● **RECORDS TO PROCESS**
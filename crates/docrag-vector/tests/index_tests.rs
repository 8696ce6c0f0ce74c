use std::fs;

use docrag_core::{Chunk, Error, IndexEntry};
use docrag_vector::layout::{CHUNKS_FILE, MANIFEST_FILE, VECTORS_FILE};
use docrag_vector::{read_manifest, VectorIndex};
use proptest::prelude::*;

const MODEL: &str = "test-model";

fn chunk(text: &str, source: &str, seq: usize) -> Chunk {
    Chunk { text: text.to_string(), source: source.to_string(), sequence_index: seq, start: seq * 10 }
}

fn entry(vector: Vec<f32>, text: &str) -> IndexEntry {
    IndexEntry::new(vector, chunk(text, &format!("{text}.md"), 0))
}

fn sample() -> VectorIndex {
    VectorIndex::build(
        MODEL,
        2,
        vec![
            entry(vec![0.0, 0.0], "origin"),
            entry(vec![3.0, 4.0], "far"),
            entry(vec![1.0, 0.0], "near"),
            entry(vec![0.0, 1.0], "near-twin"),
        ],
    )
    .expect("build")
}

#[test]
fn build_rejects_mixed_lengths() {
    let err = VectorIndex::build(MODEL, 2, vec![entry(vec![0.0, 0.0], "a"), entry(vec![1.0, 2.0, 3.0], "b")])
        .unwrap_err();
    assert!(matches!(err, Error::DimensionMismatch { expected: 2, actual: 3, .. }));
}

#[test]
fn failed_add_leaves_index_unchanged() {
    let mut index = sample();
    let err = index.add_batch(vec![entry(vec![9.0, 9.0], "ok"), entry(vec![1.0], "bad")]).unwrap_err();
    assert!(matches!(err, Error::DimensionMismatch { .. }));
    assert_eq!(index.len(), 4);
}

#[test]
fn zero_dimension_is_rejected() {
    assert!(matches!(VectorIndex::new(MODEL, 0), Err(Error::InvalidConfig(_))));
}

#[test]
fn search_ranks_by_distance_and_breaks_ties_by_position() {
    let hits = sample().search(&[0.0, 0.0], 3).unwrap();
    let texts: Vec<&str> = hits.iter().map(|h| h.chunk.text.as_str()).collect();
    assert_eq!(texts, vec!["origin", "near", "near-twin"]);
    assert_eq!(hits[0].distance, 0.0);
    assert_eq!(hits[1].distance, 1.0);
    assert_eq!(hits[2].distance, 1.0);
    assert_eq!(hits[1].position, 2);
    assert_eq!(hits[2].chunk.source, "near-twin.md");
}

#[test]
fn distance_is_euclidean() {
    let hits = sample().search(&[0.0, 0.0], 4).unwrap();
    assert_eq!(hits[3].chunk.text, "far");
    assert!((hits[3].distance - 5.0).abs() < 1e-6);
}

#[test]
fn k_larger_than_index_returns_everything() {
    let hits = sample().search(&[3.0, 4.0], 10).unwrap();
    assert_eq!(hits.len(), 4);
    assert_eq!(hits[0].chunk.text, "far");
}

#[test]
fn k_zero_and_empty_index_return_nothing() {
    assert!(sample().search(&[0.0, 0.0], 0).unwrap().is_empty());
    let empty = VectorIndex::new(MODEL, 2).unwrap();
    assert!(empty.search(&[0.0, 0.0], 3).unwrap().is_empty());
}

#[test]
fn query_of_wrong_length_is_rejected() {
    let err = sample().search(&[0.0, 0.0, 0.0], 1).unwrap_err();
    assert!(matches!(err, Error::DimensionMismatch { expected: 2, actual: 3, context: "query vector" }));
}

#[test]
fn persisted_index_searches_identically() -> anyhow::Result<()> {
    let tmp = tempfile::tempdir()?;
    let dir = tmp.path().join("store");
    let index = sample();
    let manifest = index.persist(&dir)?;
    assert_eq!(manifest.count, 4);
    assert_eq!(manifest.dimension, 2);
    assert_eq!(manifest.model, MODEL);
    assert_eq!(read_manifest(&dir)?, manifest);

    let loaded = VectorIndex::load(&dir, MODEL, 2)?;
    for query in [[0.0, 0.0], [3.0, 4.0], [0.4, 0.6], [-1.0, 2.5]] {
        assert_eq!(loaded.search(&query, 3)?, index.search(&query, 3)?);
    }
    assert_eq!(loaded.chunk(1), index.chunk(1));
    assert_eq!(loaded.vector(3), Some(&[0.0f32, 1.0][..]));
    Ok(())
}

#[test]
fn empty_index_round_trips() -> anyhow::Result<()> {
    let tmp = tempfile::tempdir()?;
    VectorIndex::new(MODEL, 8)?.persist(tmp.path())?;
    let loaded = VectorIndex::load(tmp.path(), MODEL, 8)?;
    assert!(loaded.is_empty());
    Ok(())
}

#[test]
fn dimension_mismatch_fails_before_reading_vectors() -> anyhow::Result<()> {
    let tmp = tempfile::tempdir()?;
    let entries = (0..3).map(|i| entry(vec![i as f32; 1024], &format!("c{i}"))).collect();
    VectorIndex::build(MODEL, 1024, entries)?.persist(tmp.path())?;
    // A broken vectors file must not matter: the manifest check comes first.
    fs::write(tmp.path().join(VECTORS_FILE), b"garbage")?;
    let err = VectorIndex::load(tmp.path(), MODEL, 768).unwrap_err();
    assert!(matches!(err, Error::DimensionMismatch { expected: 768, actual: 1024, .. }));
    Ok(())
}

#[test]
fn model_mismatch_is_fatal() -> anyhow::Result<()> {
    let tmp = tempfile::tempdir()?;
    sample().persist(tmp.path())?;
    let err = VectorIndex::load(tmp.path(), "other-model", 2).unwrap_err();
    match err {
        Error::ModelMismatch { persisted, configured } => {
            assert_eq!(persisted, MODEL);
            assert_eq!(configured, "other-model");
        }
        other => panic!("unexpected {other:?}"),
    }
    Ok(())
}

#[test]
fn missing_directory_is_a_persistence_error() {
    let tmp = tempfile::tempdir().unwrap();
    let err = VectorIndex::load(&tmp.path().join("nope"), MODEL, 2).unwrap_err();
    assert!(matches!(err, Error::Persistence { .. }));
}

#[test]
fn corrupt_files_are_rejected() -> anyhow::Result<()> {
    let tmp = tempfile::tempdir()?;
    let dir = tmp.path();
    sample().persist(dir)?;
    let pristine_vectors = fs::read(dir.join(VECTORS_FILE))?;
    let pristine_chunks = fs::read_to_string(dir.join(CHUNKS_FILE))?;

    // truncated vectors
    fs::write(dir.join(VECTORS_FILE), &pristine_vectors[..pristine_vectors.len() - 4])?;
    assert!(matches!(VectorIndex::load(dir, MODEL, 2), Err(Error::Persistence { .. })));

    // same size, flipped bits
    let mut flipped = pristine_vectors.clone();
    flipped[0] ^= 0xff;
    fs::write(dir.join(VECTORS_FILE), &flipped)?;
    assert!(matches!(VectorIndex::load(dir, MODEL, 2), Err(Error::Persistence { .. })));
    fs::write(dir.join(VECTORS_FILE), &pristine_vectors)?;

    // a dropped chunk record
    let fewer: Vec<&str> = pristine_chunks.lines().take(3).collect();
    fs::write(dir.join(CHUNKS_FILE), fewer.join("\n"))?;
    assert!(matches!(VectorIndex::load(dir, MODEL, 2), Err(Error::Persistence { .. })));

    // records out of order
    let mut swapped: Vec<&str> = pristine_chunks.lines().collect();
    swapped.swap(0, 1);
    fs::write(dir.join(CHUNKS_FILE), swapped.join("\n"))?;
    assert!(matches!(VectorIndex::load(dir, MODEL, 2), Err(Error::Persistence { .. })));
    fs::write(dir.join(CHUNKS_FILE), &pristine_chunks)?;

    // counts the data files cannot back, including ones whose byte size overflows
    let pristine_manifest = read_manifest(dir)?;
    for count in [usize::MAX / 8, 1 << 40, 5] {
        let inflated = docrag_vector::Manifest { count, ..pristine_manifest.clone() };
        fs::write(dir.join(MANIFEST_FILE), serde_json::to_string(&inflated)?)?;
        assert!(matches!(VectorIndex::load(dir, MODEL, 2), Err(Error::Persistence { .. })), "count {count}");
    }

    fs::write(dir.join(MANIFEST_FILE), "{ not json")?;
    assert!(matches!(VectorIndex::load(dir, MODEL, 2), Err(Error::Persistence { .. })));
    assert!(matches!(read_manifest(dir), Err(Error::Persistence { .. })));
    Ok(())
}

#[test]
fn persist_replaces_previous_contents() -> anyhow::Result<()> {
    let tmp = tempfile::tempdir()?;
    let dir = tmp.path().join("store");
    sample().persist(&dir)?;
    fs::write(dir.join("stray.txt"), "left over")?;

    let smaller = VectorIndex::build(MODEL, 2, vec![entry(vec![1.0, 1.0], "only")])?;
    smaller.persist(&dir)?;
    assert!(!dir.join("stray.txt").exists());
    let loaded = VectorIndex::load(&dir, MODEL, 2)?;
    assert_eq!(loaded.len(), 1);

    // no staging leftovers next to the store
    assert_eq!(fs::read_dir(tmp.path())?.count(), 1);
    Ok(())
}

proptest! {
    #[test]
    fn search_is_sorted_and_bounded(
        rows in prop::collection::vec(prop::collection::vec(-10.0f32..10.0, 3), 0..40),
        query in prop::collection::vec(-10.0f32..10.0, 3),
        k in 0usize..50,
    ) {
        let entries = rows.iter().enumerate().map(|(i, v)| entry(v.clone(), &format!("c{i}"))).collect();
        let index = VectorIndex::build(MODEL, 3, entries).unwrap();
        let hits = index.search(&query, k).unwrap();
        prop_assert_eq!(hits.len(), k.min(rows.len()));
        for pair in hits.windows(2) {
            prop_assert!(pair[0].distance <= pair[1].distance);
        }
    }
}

---

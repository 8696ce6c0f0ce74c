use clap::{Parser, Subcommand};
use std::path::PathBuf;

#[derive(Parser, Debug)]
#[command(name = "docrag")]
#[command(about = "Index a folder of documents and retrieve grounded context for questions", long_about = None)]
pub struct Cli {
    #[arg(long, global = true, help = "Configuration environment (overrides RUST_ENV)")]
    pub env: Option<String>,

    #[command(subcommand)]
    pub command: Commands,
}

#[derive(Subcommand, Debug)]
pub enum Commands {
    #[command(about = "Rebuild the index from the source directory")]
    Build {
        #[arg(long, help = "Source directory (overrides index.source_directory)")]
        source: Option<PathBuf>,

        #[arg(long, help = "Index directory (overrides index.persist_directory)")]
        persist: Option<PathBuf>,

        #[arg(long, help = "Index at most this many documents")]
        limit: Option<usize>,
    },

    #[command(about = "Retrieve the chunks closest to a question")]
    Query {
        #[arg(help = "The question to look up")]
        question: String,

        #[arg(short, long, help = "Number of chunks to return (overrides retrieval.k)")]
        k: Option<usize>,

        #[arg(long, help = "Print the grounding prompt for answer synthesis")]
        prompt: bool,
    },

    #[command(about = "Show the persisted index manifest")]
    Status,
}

● **WHAT YOU NEED TO DO**
Which lines of the records hold the string "rows"? Copy each one.

● **EXERCISE RESPONSE**
        rows in prop::collection::vec(prop::collection::vec(-10.0f32..10.0, 3), 0..40),
        let entries = rows.iter().enumerate().map(|(i, v)| entry(v.clone(), &format!("c{i}"))).collect();
        prop_assert_eq!(hits.len(), k.min(rows.len()));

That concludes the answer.